◆ **What is needed**: Show every line of the data where the word "NodeKind" can be found.

Stored items from a collection:
□ □ □ □

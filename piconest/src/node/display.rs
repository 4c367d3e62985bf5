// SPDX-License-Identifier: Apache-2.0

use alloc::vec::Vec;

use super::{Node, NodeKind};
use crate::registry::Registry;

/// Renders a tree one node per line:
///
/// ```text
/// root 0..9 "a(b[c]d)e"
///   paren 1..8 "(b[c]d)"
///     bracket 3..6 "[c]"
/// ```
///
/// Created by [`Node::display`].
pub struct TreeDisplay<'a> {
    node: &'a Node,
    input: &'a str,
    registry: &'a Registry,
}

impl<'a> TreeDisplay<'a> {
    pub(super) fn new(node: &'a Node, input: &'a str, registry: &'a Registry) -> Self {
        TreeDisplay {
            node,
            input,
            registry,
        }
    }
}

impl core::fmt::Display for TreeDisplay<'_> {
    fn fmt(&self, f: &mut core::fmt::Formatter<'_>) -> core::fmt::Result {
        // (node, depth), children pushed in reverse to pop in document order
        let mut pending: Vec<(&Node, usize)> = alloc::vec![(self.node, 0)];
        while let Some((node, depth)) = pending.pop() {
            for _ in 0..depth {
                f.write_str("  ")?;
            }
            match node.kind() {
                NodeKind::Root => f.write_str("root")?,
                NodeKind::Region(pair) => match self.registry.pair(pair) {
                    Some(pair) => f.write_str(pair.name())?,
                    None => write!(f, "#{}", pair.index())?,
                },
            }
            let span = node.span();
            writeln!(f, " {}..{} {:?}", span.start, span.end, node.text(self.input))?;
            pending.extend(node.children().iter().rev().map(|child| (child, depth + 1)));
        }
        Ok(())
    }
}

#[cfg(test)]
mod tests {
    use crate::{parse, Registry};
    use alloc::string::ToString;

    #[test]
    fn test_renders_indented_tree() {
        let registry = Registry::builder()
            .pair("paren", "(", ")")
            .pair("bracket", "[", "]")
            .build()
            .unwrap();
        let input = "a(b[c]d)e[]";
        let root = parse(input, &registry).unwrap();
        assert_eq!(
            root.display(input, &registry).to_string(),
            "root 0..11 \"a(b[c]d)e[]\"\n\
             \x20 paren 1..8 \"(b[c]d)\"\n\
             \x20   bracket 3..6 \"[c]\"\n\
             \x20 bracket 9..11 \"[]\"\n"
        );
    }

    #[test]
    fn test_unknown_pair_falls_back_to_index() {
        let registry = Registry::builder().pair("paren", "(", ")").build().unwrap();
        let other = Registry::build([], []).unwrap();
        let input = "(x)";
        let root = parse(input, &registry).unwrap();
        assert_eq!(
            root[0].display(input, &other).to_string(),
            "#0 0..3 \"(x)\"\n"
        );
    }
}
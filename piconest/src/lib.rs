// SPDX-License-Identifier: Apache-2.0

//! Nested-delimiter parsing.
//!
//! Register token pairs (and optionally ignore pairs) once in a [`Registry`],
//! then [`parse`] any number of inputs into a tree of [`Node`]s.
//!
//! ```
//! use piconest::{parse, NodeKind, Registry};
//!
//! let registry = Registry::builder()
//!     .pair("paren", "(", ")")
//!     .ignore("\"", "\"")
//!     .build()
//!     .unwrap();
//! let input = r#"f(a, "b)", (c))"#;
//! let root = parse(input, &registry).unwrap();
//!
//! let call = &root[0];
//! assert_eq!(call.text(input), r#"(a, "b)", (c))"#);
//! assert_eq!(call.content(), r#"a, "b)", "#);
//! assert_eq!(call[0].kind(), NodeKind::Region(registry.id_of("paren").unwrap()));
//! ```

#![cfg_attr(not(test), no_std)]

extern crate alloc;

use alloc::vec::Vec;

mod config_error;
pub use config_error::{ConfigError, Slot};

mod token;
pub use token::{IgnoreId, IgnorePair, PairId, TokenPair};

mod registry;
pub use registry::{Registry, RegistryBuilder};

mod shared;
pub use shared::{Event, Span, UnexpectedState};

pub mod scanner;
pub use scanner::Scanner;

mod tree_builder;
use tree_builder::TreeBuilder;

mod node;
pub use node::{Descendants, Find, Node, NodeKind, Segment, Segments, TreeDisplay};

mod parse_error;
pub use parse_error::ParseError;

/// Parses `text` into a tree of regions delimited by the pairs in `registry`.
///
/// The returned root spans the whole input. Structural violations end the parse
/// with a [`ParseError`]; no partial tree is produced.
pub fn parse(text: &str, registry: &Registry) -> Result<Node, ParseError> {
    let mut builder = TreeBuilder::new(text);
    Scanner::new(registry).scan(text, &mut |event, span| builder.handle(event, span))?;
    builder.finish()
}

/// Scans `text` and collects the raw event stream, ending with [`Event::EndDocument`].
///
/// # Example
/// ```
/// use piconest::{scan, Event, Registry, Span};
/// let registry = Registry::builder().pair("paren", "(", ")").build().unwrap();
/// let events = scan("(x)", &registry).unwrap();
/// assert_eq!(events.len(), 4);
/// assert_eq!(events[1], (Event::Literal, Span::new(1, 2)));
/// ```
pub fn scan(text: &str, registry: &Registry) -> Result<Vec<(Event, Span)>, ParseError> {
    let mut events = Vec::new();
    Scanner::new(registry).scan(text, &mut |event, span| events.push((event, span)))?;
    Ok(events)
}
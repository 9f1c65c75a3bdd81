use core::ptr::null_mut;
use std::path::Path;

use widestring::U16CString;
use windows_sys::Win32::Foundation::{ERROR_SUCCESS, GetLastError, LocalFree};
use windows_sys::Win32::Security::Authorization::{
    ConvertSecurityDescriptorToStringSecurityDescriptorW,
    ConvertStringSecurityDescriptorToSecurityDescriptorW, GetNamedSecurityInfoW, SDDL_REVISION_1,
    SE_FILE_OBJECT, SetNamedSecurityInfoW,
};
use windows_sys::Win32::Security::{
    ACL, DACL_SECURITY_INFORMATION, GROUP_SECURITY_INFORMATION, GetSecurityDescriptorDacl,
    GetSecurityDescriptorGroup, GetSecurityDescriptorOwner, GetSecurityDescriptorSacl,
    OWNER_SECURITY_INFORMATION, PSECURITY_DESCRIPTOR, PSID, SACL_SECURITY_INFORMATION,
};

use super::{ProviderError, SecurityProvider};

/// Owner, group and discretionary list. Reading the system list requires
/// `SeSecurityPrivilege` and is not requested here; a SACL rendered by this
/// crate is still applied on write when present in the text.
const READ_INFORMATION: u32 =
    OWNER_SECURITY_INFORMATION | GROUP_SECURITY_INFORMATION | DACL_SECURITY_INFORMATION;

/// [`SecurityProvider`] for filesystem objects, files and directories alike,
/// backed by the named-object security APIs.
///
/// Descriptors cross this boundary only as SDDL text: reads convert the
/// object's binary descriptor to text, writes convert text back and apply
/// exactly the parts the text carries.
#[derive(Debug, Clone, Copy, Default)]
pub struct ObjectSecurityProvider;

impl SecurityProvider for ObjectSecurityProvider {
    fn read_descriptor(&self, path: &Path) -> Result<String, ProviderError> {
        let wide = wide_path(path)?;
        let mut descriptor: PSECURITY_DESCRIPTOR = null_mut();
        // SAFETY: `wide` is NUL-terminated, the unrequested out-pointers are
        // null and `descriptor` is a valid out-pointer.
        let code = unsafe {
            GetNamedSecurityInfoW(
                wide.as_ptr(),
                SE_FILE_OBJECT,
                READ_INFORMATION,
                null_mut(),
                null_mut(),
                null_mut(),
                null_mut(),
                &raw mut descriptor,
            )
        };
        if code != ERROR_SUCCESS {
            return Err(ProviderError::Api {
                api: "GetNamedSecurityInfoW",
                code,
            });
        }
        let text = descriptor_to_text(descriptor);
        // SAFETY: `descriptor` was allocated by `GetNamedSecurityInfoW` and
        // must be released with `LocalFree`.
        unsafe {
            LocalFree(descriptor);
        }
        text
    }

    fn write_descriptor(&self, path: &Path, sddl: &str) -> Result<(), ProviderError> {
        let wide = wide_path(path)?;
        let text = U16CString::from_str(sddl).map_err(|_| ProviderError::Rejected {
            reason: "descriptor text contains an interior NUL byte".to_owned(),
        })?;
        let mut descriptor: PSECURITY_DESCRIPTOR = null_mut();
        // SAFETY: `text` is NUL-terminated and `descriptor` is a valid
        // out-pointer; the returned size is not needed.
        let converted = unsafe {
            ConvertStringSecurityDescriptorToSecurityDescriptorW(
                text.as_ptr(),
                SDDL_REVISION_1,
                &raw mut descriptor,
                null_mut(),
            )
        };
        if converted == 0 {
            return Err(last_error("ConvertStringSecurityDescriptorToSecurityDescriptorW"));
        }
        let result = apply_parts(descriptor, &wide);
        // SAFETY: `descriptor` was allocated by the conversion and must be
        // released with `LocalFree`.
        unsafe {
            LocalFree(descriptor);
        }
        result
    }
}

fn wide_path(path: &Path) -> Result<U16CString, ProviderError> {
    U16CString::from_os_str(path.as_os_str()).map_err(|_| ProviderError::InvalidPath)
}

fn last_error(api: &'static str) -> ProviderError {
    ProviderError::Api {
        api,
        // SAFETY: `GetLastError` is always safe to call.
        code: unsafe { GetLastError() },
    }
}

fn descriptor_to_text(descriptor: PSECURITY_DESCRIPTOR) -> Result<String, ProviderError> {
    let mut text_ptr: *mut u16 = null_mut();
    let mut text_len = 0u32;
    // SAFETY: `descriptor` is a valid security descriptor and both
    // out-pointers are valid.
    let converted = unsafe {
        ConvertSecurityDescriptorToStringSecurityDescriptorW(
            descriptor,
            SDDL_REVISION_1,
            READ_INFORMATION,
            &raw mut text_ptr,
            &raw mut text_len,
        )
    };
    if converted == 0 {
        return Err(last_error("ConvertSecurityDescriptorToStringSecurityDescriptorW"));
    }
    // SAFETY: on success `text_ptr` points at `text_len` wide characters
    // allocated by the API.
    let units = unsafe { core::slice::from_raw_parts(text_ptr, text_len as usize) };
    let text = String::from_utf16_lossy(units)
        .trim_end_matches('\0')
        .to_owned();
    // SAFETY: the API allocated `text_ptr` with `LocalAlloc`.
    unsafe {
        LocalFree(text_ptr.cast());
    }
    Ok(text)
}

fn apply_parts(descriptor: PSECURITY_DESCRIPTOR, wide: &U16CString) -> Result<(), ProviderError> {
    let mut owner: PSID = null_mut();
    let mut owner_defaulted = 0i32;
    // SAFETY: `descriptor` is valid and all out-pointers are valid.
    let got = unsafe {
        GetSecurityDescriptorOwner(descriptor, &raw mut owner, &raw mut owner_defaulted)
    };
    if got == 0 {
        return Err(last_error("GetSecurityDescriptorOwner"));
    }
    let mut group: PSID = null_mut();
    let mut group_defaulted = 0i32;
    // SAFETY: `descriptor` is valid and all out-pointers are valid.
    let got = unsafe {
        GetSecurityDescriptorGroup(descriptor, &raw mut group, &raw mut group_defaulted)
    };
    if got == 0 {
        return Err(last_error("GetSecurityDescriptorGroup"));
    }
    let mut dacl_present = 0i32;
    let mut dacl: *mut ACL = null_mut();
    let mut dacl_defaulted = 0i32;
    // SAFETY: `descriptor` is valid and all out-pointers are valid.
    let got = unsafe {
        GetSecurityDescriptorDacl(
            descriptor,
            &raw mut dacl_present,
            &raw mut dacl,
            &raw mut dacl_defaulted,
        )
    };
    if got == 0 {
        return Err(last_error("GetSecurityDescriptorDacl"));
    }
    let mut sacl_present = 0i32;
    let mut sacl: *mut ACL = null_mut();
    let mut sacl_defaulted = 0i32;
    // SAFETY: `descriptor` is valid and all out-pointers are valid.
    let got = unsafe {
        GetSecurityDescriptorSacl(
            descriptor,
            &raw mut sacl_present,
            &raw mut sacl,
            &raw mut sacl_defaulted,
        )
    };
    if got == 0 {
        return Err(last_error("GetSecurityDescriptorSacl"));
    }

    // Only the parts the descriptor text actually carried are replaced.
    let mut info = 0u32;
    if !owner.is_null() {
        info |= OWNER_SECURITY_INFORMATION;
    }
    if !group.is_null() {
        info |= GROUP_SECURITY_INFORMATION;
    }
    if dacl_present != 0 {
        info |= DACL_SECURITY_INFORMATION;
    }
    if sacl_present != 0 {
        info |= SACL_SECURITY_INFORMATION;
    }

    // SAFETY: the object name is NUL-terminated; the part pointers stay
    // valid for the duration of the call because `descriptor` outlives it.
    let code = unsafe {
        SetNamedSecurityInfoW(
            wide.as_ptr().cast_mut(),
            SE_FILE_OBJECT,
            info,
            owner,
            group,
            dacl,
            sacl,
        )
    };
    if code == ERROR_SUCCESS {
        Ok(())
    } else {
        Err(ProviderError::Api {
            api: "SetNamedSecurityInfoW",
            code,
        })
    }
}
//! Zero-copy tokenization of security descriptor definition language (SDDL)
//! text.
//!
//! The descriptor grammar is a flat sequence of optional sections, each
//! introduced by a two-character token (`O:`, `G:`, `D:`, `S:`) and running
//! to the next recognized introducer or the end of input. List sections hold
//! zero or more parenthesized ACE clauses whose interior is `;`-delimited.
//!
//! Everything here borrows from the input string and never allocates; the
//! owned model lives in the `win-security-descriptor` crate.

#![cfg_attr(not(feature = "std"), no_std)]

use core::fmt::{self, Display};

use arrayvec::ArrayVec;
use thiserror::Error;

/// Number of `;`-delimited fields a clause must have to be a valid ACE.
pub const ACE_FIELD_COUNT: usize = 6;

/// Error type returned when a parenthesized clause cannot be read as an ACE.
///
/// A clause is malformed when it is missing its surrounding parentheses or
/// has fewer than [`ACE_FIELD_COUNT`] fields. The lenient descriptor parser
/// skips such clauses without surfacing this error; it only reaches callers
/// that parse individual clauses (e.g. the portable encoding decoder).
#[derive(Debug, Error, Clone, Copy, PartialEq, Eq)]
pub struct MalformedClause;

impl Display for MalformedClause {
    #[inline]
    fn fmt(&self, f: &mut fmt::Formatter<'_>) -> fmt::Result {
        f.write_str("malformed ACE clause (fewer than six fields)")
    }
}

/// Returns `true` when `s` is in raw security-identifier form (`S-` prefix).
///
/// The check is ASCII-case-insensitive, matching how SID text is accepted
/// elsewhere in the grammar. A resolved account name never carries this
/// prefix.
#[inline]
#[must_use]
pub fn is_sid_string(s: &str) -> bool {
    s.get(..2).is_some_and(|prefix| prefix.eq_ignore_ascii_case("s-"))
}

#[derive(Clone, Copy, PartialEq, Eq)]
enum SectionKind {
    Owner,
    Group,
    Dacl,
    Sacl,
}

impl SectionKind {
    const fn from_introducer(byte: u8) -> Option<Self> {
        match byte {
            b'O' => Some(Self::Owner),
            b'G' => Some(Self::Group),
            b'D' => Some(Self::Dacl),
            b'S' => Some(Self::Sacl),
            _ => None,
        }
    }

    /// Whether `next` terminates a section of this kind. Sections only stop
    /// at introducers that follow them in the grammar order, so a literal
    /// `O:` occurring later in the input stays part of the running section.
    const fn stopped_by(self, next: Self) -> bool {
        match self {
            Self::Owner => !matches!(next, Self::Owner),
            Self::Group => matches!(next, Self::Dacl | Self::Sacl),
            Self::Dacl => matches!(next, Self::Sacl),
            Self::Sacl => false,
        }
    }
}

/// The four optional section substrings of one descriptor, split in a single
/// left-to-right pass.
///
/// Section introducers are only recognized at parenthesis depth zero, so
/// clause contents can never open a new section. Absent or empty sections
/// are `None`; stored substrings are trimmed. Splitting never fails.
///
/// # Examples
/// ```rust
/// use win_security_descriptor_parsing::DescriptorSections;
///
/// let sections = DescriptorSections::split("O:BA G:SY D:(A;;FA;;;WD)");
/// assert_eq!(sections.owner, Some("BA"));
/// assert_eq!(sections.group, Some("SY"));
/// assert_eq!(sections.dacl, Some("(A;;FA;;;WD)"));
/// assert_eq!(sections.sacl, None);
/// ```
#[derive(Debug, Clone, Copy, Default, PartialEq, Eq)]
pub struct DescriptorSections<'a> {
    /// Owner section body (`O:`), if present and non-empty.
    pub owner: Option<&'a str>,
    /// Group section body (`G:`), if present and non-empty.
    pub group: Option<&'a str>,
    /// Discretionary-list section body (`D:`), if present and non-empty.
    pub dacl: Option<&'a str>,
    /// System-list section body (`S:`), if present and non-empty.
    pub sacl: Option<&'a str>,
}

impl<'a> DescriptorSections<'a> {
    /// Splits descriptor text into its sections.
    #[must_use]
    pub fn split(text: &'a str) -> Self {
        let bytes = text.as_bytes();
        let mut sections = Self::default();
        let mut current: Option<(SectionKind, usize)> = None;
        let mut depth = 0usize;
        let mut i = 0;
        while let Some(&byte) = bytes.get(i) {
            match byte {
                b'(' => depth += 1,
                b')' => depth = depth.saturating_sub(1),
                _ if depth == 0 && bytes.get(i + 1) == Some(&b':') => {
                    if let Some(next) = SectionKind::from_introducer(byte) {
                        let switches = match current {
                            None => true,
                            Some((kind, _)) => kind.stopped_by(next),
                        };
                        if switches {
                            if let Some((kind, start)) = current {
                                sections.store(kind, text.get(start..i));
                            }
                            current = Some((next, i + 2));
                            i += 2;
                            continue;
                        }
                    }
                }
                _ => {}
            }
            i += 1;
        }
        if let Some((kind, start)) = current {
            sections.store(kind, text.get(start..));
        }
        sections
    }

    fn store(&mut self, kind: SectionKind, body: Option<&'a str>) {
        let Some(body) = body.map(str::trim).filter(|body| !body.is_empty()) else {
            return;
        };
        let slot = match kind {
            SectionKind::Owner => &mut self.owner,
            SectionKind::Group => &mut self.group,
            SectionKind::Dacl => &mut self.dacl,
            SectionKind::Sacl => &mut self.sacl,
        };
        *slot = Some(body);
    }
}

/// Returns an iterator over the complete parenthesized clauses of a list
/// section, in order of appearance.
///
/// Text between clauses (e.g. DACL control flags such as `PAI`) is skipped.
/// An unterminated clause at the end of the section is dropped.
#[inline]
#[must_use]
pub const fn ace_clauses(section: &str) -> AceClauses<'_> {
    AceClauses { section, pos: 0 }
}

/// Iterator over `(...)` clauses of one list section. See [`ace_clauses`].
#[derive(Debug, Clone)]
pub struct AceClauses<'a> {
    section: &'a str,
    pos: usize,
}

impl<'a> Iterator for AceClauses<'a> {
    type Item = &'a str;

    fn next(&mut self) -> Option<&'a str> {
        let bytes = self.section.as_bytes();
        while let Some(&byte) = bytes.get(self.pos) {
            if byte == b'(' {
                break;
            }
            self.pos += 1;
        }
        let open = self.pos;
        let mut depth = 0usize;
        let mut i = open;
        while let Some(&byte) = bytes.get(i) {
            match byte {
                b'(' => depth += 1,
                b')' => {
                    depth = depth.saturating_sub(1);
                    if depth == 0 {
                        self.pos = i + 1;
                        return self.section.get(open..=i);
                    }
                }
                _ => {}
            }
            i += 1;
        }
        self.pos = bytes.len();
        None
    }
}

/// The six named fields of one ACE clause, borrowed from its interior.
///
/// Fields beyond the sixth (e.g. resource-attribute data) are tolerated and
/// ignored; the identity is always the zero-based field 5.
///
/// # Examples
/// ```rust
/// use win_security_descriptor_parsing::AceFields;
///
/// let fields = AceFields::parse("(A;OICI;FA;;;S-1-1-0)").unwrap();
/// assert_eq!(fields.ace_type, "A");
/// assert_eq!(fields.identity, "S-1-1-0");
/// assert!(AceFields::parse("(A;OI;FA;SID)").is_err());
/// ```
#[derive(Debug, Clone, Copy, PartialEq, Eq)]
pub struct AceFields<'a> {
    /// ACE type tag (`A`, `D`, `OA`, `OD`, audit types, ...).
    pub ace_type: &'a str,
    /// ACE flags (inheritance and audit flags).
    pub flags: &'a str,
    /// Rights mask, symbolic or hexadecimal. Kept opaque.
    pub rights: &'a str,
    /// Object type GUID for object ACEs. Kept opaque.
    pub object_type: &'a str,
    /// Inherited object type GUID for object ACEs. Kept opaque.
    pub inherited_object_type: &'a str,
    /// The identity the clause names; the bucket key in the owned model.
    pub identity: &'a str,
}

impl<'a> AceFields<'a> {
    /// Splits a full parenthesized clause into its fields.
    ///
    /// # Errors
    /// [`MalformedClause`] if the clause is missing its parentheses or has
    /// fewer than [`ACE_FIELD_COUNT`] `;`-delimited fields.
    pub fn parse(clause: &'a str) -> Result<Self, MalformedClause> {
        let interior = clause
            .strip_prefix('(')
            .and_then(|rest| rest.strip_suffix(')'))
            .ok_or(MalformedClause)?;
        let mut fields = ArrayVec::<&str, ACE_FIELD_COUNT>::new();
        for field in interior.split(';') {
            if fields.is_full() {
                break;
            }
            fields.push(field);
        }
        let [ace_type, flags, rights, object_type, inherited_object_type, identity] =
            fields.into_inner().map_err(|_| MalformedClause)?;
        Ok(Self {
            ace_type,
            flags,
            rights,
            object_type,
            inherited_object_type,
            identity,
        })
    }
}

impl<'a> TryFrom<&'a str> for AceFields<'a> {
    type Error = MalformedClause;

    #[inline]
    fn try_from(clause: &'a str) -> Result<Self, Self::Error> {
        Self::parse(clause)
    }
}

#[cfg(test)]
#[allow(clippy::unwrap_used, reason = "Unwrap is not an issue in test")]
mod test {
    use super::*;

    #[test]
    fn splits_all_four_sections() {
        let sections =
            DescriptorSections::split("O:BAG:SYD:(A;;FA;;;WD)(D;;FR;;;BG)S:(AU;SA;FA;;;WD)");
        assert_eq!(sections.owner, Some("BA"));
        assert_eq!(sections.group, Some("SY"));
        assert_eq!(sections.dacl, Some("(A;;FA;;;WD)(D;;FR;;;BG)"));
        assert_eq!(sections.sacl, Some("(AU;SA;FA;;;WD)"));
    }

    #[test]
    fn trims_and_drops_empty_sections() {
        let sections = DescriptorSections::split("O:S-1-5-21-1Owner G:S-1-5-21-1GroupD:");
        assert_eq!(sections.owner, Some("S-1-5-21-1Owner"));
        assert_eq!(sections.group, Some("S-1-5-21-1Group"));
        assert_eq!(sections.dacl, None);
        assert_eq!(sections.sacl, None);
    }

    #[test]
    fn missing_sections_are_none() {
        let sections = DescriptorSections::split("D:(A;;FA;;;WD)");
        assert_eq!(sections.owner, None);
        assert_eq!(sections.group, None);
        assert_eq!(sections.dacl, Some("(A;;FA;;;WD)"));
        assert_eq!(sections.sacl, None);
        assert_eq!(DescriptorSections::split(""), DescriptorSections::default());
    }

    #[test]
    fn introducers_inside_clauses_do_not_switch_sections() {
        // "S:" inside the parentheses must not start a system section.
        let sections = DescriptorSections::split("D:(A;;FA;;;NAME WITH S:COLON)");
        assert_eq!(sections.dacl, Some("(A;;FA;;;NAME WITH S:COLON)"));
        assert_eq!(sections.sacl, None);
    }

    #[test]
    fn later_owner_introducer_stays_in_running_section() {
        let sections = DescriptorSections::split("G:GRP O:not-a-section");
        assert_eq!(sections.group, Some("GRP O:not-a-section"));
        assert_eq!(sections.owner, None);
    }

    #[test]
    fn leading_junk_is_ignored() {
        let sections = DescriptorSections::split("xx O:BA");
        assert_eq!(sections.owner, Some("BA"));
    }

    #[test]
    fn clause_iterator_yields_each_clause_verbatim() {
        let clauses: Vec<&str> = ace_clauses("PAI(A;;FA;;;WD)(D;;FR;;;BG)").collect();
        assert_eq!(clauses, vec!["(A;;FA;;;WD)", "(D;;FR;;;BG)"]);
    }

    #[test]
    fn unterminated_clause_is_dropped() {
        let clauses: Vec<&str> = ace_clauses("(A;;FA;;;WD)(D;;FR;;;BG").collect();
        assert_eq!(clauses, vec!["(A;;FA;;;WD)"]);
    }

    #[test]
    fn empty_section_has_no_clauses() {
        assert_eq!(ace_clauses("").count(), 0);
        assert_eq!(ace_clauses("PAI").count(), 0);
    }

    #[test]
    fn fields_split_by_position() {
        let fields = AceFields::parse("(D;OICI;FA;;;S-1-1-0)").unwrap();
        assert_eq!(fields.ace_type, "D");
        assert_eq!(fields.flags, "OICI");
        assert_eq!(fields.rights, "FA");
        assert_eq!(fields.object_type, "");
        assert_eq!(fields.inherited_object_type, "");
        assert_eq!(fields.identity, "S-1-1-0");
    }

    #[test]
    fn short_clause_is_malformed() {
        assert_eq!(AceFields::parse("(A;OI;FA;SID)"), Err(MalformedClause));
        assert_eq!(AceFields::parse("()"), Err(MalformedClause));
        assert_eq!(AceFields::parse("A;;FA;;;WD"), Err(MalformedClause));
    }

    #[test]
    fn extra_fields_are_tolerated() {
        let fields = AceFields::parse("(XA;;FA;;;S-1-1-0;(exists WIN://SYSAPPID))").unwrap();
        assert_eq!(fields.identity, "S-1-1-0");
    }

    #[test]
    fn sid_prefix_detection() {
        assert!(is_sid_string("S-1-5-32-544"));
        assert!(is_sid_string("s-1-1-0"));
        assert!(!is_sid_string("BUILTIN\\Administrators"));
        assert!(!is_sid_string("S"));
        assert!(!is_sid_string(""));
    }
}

□ □ □ □

◆ **Your solution**:
use super::{Node, NodeKind};
                NodeKind::Root => f.write_str("root")?,
                NodeKind::Region(pair) => match self.registry.pair(pair) {
//! use piconest::{parse, NodeKind, Registry};
//! assert_eq!(call[0].kind(), NodeKind::Region(registry.id_of("paren").unwrap()));
pub use node::{Descendants, Find, Node, NodeKind, Segment, Segments, TreeDisplay};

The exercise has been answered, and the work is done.